Monday, March 2, 2009
In today's society, communication through technology is connecting people from all over the world. With the computer, phones and technical devices, there is literally no information or person we cant reach. On a daily basis we are concerned with our personal lives, going to work, paying bills, worrying about the future etc. In fact the only time we feel the need to think of more then ourselves, for most, is on Sundays when we go to our places of worship to consider the spiritual. That's it. As for the rest of nature and the natural world, it is never given hardly a second thought as being of any importance at all. I believe there are two reasons for this disconnect. Long ago people had to feel connected to the environment, there was all the time in the world to do so, but now with so much going on in our lives, the natural world is a fading memory. Another of the reasons for the disconnect is popular religious belief.
In the beginning Adam and Eve were given dominion over all the animals and plants in the Garden of Eden and the world. In essence, the Judeo-Christian world view is that nature is at a lower status then humans. Christianity states that man's spiritual home is in heaven and not on earth. People want to rise from the earth and its imperfection and be with God above in heaven. Whereas the majority of religious views are that man has ultimate domination over the earth and its creatures to do with as he wishes, many point out that the earth is "the visible sacrament of God".

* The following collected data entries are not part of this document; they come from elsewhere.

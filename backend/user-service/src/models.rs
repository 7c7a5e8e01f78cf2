use chrono::{DateTime, Utc};
use serde::{Deserialize, Serialize};
use sqlx::FromRow;

/// A row in the `users` table.
#[derive(Debug, Clone, Serialize, Deserialize, FromRow)]
pub struct User {
    pub id: u64,
    pub name: String,
    pub email: String,
    pub created_at: DateTime<Utc>,
}
//! HTTP endpoints for the order aggregate.

use actix_web::{web, HttpResponse};
use chrono::Utc;
use serde::{Deserialize, Serialize};

use crate::db::{OrderRepository, OrderWithItems};
use crate::error::{AppError, Result};
use crate::models::{NewOrderItem, Order, OrderItem};
use crate::services::OrderService;

#[derive(Debug, Deserialize)]
pub struct CreateOrderRequest {
    pub user_id: u64,
    pub items: Vec<CreateOrderItem>,
}

#[derive(Debug, Deserialize)]
pub struct CreateOrderItem {
    pub product_id: u64,
    pub quantity: i32,
    pub unit_price: f64,
}

#[derive(Debug, Deserialize, Default)]
pub struct CancelOrderRequest {
    pub reason: Option<String>,
}

#[derive(Debug, Serialize)]
pub struct OrderResponse {
    #[serde(flatten)]
    pub order: Order,
    pub items: Vec<OrderItem>,
}

pub async fn health() -> HttpResponse {
    HttpResponse::Ok().json(serde_json::json!({
        "status": "ok",
        "timestamp": Utc::now().to_rfc3339(),
    }))
}

pub async fn create_order(
    service: web::Data<OrderService>,
    req: web::Json<CreateOrderRequest>,
) -> Result<HttpResponse> {
    let req = req.into_inner();
    if req.items.is_empty() {
        return Err(AppError::Validation("order must have at least one item".into()));
    }
    for item in &req.items {
        if item.quantity <= 0 {
            return Err(AppError::Validation(format!(
                "quantity for product {} must be positive",
                item.product_id
            )));
        }
        if item.unit_price < 0.0 {
            return Err(AppError::Validation(format!(
                "unit price for product {} cannot be negative",
                item.product_id
            )));
        }
    }

    let items = req
        .items
        .into_iter()
        .map(|item| NewOrderItem {
            product_id: item.product_id,
            quantity: item.quantity,
            unit_price: item.unit_price,
        })
        .collect();

    let (order, items) = service.create_order(req.user_id, items).await?;
    Ok(HttpResponse::Created().json(OrderResponse { order, items }))
}

pub async fn pay_order(service: web::Data<OrderService>, id: web::Path<u64>) -> Result<HttpResponse> {
    let order = service.pay_order(*id).await?;
    Ok(HttpResponse::Ok().json(order))
}

pub async fn cancel_order(
    service: web::Data<OrderService>,
    id: web::Path<u64>,
    req: Option<web::Json<CancelOrderRequest>>,
) -> Result<HttpResponse> {
    let reason = req.and_then(|r| r.into_inner().reason);
    let order = service.cancel_order(*id, reason).await?;
    Ok(HttpResponse::Ok().json(order))
}

pub async fn get_order(
    repo: web::Data<OrderRepository>,
    id: web::Path<u64>,
) -> Result<HttpResponse> {
    let OrderWithItems { order, items } = repo.get_by_id(*id).await?;
    Ok(HttpResponse::Ok().json(OrderResponse { order, items }))
}

pub async fn list_orders(repo: web::Data<OrderRepository>) -> Result<HttpResponse> {
    let orders = repo.list().await?;
    Ok(HttpResponse::Ok().json(orders))
}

The earth and all of the universe is the physical, bodily presence of the divine, and if God is transcendent as a spirit, then he can be present in all life. Ecotheologist Sallie McFague states "Would an infinite God have created all parts if he did not value them? We must assume that God created all life for him and not us." Everything is connected, valued and needed. Most people are too busy to imagine that they have anything to do with the natural world around them and only barely accept ( mostly through bringing up) that there is a heaven or God. We have to learn to listen and pay attention to the world we live in and not think of it as a backdrop for our daily lives. Everything has its purpose and we have lots in common with our natural surroundings whether we know it or not.
Quoted excerpts and philosophy from Ecotheologian Sallie McFague.